• PROBLEM DESCRIPTION: Find the word "SharedSettings" in the listing. Copy out each line where it occurs.

....

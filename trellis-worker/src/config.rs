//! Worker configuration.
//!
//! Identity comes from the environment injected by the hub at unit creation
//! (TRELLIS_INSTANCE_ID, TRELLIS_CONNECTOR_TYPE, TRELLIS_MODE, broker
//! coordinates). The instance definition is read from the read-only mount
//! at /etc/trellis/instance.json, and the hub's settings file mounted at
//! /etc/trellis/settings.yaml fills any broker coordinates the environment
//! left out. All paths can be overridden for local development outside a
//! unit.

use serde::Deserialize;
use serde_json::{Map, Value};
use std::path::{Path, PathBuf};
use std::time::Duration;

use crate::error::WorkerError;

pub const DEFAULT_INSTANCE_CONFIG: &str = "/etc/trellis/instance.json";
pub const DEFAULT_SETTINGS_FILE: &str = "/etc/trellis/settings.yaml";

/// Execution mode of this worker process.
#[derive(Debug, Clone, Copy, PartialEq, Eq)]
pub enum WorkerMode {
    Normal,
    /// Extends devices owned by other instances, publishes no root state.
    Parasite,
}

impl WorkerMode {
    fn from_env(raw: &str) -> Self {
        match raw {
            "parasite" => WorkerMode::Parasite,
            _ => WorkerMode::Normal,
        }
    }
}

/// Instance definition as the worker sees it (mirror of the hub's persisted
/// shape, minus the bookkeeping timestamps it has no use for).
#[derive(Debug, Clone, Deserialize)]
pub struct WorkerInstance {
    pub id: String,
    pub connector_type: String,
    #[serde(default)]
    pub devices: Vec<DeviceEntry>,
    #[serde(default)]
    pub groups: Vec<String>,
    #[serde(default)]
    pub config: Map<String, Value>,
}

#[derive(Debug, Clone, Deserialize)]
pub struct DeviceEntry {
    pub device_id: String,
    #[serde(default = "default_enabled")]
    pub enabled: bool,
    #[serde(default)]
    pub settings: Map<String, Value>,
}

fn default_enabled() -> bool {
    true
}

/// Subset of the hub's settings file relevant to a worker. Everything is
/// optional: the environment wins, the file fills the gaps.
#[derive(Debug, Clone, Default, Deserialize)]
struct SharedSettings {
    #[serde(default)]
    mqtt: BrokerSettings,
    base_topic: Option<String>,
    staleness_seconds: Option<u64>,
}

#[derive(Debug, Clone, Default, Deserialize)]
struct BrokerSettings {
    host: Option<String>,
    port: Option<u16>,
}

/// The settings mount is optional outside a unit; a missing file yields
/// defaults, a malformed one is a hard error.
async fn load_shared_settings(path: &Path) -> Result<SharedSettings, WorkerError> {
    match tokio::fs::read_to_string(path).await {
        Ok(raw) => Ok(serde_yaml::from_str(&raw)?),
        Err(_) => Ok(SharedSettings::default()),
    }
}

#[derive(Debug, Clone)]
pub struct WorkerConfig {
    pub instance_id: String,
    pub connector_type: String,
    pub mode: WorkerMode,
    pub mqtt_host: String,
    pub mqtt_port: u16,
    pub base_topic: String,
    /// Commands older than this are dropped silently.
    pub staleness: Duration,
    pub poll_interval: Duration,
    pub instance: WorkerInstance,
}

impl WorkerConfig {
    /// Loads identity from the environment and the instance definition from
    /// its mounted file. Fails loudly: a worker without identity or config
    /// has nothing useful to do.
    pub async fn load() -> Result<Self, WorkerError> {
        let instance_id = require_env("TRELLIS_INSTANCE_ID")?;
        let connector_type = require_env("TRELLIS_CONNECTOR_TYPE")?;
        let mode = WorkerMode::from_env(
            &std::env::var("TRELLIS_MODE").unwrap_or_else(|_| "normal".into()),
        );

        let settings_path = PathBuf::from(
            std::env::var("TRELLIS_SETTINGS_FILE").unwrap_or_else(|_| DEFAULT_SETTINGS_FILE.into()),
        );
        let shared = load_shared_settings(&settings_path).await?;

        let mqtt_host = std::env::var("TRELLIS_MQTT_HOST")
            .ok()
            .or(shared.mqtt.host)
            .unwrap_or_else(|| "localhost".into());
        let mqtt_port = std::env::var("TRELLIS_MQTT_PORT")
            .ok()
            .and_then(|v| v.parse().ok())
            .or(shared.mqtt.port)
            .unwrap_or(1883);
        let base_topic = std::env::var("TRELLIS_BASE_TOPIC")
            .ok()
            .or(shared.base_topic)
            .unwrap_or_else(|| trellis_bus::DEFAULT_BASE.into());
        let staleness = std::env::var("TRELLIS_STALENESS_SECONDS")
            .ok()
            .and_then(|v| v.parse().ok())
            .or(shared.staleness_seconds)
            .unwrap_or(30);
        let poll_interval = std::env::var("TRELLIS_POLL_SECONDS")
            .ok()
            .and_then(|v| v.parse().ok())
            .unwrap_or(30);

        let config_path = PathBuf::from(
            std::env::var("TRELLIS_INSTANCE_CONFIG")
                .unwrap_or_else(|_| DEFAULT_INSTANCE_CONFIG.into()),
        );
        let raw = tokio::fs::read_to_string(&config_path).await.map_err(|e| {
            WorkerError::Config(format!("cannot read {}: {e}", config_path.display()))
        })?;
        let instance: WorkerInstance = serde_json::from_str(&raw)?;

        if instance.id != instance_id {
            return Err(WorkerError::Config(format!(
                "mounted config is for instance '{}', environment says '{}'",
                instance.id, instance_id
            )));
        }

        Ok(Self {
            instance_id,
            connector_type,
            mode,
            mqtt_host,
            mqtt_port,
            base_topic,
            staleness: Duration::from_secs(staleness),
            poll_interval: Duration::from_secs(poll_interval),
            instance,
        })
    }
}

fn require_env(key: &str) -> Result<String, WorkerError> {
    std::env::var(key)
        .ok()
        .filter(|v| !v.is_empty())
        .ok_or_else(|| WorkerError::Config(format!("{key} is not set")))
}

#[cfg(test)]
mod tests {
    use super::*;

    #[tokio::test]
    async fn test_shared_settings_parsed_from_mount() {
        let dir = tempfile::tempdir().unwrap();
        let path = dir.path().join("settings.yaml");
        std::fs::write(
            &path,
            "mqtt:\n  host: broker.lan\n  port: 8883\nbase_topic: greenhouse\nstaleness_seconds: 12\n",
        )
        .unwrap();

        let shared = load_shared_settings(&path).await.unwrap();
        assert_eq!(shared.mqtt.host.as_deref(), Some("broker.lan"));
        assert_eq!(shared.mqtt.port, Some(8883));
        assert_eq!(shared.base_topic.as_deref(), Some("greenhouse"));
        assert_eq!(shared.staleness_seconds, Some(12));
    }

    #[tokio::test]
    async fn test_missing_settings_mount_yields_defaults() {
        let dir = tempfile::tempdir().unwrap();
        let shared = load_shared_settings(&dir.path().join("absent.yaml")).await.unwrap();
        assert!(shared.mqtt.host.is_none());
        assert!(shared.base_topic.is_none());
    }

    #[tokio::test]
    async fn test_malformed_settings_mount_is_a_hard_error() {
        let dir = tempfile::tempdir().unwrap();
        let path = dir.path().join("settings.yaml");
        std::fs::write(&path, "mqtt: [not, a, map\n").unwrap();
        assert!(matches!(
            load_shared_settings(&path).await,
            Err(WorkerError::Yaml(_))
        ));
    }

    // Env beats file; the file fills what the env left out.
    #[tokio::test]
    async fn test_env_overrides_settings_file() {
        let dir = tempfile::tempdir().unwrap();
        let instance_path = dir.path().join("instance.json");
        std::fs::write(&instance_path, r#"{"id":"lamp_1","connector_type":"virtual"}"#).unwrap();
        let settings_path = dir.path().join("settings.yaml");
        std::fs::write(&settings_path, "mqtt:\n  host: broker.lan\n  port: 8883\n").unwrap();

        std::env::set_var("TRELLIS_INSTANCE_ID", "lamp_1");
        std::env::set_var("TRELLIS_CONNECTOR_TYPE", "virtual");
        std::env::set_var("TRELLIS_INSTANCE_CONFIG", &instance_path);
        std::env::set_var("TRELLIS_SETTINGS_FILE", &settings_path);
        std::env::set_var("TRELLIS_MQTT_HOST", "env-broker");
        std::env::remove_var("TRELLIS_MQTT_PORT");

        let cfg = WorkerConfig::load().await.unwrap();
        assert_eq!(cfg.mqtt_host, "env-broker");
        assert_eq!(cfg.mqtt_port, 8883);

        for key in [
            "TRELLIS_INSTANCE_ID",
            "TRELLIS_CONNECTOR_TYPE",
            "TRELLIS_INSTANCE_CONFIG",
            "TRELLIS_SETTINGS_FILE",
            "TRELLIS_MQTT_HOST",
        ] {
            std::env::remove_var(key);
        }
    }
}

....

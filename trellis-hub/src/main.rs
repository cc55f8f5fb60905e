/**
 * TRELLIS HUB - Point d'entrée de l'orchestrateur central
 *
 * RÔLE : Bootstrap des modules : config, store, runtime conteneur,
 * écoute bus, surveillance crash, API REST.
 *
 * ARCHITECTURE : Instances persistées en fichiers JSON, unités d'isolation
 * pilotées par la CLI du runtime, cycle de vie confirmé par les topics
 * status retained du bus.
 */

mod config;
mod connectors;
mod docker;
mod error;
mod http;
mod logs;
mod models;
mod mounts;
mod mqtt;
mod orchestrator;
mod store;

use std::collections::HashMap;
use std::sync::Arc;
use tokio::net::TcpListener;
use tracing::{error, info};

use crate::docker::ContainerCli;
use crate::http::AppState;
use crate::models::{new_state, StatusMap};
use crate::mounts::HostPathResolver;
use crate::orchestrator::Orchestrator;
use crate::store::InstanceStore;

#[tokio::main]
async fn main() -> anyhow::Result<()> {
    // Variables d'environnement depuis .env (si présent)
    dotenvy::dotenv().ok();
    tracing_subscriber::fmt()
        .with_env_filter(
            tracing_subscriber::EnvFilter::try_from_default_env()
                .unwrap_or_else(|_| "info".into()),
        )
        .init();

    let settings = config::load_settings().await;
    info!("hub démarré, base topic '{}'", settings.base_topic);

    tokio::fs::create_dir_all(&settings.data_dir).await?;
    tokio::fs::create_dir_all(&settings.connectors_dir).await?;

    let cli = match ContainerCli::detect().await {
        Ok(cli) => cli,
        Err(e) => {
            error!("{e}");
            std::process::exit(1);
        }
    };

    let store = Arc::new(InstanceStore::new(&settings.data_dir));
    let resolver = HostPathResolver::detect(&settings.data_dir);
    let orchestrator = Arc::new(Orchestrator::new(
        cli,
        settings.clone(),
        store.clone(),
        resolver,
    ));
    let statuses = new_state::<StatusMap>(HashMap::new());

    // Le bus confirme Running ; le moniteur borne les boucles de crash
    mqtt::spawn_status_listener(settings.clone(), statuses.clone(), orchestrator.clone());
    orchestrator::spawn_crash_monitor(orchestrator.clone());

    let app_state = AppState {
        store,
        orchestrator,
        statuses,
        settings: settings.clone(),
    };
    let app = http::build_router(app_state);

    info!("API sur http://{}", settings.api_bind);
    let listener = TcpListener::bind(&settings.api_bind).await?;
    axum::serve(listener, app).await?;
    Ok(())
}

....

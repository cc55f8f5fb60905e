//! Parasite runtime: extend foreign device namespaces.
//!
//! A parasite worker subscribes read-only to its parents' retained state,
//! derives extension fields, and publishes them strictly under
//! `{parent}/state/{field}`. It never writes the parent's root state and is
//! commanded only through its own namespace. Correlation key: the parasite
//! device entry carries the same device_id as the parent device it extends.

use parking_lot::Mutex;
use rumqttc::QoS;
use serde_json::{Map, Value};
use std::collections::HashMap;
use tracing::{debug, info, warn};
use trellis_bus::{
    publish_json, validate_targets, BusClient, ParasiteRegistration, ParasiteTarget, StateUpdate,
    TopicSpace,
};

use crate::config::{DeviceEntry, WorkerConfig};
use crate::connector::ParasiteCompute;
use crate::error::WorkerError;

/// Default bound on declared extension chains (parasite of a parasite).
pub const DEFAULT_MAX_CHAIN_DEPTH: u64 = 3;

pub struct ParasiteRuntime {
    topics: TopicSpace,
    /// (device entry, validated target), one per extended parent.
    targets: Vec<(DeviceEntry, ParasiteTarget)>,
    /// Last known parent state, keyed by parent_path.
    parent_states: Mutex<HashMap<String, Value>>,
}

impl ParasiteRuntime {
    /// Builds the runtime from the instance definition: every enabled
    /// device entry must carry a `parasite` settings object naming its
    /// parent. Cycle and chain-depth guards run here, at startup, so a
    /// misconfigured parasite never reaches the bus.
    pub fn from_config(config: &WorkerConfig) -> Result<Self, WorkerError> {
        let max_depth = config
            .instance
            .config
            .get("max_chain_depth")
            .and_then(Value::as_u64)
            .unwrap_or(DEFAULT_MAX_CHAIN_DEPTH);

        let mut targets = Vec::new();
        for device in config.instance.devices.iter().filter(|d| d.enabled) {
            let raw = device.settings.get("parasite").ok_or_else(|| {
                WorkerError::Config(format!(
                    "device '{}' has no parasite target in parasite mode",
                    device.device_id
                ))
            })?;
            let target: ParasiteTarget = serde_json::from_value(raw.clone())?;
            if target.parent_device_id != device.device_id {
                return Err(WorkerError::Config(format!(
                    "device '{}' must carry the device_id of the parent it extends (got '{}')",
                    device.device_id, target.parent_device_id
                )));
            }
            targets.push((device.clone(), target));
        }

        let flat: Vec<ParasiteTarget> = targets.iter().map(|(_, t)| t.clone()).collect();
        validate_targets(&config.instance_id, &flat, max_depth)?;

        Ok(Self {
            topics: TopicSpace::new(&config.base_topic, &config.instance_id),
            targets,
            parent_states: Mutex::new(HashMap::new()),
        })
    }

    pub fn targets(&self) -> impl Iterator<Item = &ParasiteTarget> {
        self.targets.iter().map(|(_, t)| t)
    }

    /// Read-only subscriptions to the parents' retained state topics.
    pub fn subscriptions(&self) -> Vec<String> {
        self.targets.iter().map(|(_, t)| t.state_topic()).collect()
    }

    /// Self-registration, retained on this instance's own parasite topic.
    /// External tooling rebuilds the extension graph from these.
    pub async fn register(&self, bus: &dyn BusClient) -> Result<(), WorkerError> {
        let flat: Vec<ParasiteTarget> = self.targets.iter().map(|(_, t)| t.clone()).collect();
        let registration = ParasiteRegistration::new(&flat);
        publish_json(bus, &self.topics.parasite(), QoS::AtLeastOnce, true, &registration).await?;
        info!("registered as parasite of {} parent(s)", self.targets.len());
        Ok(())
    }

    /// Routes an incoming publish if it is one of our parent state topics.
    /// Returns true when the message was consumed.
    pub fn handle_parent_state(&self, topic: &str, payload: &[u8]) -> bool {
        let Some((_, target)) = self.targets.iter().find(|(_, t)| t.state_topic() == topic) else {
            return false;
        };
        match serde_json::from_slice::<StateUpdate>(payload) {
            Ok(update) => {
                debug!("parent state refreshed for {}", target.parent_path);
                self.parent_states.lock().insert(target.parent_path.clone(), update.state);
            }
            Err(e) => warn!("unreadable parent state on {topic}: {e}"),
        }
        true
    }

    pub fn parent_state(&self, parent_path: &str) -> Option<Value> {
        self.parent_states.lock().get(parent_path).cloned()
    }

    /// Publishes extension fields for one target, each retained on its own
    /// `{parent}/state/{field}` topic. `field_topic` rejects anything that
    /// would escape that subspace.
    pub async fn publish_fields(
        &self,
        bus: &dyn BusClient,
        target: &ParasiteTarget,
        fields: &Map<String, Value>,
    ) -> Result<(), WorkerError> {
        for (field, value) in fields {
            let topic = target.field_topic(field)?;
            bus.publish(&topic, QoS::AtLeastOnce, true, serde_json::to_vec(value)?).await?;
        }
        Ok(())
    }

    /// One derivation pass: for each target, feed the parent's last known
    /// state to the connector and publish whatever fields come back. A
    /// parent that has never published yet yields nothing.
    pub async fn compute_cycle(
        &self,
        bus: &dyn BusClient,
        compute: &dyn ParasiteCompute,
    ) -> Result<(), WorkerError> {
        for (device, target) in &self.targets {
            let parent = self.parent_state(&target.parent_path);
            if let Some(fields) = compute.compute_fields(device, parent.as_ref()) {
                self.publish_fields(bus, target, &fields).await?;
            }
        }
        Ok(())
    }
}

....

• SOLVED PROBLEM:
struct SharedSettings {
async fn load_shared_settings(path: &Path) -> Result<SharedSettings, WorkerError> {
        Err(_) => Ok(SharedSettings::default()),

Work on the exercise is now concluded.